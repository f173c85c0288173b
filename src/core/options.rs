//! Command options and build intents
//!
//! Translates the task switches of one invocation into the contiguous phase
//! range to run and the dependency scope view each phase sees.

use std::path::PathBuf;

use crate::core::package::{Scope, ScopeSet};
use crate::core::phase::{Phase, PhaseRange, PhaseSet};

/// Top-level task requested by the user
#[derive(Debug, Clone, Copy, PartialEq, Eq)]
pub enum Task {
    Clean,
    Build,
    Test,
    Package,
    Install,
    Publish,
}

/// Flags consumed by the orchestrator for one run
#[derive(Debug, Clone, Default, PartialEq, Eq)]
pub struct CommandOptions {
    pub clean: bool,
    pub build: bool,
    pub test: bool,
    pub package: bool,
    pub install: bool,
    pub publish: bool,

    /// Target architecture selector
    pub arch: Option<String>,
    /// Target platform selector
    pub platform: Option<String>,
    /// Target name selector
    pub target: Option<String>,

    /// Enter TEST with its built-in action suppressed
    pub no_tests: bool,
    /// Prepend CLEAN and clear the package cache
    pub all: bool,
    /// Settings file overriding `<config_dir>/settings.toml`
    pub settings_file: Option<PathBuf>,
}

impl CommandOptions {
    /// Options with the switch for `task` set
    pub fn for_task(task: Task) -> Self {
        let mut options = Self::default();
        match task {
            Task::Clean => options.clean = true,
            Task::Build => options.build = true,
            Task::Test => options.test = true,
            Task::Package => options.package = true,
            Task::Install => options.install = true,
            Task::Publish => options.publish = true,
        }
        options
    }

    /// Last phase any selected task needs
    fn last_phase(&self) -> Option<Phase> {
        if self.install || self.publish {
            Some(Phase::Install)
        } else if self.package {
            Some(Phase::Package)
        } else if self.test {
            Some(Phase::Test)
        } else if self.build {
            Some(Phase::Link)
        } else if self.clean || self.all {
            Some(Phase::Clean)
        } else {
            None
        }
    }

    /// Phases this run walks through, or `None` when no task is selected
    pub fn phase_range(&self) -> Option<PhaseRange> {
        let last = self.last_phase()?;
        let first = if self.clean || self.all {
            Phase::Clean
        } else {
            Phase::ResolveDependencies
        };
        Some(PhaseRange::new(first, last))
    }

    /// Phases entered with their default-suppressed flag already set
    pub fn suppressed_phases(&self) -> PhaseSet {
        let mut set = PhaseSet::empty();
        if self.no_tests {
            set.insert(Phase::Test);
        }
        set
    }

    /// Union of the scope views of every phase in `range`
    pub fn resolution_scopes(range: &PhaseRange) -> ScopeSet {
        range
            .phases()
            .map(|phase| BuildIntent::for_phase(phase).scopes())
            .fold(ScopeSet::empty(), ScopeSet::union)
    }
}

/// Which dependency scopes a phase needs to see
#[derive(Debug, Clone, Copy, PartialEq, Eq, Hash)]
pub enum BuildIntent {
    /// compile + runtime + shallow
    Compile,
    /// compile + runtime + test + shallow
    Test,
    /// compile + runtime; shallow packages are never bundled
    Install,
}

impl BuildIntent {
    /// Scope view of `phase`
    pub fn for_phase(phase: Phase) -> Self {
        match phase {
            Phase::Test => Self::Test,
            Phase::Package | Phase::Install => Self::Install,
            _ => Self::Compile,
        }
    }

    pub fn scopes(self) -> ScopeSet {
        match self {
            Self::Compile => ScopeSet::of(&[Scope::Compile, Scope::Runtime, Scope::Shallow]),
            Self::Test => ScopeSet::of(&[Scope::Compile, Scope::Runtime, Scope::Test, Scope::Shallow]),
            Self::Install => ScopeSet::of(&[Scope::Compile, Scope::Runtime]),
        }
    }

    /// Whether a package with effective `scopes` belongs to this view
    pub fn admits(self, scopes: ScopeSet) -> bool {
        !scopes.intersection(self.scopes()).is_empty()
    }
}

---

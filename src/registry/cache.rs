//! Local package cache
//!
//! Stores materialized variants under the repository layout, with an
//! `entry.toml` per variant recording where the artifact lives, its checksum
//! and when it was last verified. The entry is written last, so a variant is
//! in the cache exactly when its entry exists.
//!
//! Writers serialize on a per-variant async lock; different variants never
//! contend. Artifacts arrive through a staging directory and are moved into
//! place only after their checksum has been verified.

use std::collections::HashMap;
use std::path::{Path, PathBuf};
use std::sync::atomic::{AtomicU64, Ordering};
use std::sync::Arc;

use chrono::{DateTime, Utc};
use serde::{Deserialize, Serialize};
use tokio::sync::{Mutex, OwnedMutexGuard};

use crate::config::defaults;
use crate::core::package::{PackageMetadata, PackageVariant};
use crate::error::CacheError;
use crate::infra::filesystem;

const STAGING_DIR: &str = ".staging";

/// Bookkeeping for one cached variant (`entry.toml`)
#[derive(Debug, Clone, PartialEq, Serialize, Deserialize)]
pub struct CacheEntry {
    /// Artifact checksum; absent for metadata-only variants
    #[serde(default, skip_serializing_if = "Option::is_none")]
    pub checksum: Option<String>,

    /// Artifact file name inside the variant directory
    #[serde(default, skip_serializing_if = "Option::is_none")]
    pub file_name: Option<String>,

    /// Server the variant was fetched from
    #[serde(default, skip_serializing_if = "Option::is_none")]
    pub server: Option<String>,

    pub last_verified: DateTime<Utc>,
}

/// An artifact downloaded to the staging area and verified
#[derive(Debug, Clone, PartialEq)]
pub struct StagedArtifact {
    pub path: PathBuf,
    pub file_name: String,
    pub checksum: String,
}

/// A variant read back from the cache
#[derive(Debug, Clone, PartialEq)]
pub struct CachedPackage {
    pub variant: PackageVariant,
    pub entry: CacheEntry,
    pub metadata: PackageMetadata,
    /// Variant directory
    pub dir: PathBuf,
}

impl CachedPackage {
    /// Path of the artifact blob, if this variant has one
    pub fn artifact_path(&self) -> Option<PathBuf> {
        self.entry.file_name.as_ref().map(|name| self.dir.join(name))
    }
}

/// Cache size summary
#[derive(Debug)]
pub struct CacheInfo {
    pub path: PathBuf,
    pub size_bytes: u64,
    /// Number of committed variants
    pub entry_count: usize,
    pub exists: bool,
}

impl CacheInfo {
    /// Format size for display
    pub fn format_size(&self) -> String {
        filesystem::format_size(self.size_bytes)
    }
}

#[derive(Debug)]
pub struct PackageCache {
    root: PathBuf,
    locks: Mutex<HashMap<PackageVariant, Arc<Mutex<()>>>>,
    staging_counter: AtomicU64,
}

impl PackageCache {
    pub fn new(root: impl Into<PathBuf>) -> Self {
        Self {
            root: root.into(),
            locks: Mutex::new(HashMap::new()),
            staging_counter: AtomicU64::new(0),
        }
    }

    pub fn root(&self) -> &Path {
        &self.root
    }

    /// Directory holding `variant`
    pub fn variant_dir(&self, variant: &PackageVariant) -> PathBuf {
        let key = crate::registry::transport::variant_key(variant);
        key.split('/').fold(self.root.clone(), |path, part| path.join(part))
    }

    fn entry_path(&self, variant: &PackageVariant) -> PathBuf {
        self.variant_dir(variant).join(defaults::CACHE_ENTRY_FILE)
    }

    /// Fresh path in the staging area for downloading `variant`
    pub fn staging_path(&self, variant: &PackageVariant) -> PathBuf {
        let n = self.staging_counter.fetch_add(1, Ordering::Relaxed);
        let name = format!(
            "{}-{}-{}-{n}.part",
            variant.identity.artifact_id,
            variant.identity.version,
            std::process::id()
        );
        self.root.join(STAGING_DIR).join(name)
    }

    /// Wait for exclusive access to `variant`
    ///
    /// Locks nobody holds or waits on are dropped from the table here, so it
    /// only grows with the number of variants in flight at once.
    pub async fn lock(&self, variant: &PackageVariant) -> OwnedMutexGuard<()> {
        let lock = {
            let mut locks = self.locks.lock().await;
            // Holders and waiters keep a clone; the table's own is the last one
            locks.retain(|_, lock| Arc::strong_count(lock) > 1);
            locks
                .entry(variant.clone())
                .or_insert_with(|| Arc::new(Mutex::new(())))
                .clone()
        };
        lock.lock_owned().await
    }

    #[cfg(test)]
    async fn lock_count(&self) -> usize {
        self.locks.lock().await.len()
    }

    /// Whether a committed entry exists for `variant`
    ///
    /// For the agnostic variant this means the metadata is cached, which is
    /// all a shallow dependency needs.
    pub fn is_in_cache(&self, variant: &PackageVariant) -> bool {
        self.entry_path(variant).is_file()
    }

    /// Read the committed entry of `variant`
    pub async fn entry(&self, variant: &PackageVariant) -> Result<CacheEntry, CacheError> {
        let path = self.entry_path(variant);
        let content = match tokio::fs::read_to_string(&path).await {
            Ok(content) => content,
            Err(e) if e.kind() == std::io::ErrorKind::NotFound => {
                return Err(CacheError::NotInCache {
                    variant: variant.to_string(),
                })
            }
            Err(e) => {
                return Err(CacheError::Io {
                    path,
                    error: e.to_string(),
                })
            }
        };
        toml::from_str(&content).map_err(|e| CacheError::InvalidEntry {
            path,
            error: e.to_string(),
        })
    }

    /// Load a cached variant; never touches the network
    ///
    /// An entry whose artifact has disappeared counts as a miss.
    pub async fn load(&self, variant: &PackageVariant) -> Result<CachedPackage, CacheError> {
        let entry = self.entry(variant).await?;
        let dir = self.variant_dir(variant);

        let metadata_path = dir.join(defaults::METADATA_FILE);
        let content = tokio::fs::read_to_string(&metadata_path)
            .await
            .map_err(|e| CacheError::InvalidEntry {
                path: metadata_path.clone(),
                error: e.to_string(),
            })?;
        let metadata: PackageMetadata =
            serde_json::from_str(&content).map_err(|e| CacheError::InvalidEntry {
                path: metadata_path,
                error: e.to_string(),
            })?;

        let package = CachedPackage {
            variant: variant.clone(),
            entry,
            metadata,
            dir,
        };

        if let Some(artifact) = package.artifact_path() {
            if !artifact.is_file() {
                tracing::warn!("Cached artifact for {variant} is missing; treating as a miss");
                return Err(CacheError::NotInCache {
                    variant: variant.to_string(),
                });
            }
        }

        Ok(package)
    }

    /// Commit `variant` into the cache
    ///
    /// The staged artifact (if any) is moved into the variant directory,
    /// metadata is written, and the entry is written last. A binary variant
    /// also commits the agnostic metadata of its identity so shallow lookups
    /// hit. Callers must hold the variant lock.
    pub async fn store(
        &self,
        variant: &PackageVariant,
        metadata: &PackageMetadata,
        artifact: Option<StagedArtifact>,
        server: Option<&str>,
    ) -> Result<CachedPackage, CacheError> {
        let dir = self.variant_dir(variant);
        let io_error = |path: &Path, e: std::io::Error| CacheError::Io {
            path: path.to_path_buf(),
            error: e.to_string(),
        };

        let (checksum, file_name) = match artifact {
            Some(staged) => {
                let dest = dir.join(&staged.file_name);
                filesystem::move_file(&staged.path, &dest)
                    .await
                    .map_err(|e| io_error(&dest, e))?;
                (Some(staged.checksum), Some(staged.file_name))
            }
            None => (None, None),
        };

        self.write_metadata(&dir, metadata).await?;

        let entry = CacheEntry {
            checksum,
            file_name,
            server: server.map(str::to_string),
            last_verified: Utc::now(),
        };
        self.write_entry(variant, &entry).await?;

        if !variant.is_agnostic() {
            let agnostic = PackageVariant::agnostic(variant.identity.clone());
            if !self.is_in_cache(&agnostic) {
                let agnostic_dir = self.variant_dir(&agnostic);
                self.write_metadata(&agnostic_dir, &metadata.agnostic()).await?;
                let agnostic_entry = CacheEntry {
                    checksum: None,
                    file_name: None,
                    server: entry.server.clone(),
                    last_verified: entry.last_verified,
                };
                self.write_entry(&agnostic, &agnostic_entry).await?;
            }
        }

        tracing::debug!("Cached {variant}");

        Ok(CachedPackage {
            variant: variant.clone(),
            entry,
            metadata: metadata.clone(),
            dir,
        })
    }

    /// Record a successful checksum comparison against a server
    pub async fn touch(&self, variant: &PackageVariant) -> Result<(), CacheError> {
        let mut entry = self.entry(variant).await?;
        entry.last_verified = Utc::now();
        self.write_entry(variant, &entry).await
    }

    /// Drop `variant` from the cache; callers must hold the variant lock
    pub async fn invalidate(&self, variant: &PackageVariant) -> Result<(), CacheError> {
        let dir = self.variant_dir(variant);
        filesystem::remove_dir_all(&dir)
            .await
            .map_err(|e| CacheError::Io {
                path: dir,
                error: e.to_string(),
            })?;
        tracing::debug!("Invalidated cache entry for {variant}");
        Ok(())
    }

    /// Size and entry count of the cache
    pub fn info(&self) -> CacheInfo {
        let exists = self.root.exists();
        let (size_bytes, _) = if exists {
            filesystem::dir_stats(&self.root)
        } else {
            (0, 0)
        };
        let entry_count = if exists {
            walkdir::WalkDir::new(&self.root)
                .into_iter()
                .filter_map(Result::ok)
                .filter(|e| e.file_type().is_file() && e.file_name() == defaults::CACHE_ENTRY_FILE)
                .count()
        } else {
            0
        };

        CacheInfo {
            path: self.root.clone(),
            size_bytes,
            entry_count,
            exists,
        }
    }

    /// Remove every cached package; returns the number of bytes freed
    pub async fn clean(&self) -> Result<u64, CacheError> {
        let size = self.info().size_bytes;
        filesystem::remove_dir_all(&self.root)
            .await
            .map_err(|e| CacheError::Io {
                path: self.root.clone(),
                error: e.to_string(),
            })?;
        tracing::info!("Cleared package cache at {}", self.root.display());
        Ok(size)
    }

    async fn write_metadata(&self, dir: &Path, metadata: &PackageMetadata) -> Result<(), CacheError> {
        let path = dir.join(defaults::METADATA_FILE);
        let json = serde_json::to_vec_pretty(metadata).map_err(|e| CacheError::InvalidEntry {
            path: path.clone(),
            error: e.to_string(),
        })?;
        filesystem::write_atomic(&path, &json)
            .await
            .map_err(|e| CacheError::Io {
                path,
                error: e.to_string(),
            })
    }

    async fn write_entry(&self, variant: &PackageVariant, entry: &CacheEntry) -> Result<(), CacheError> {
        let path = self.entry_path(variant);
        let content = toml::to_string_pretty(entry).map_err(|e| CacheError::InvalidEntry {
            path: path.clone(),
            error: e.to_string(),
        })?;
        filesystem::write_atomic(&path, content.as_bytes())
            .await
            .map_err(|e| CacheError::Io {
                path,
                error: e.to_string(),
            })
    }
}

What needs to be done. Search the entries for "this" and copy out each line that has it.

Result of the task.
    /// Phases this run walks through, or `None` when no task is selected
    /// Whether a package with effective `scopes` belongs to this view
    /// Path of the artifact blob, if this variant has one
    /// For the agnostic variant this means the metadata is cached, which is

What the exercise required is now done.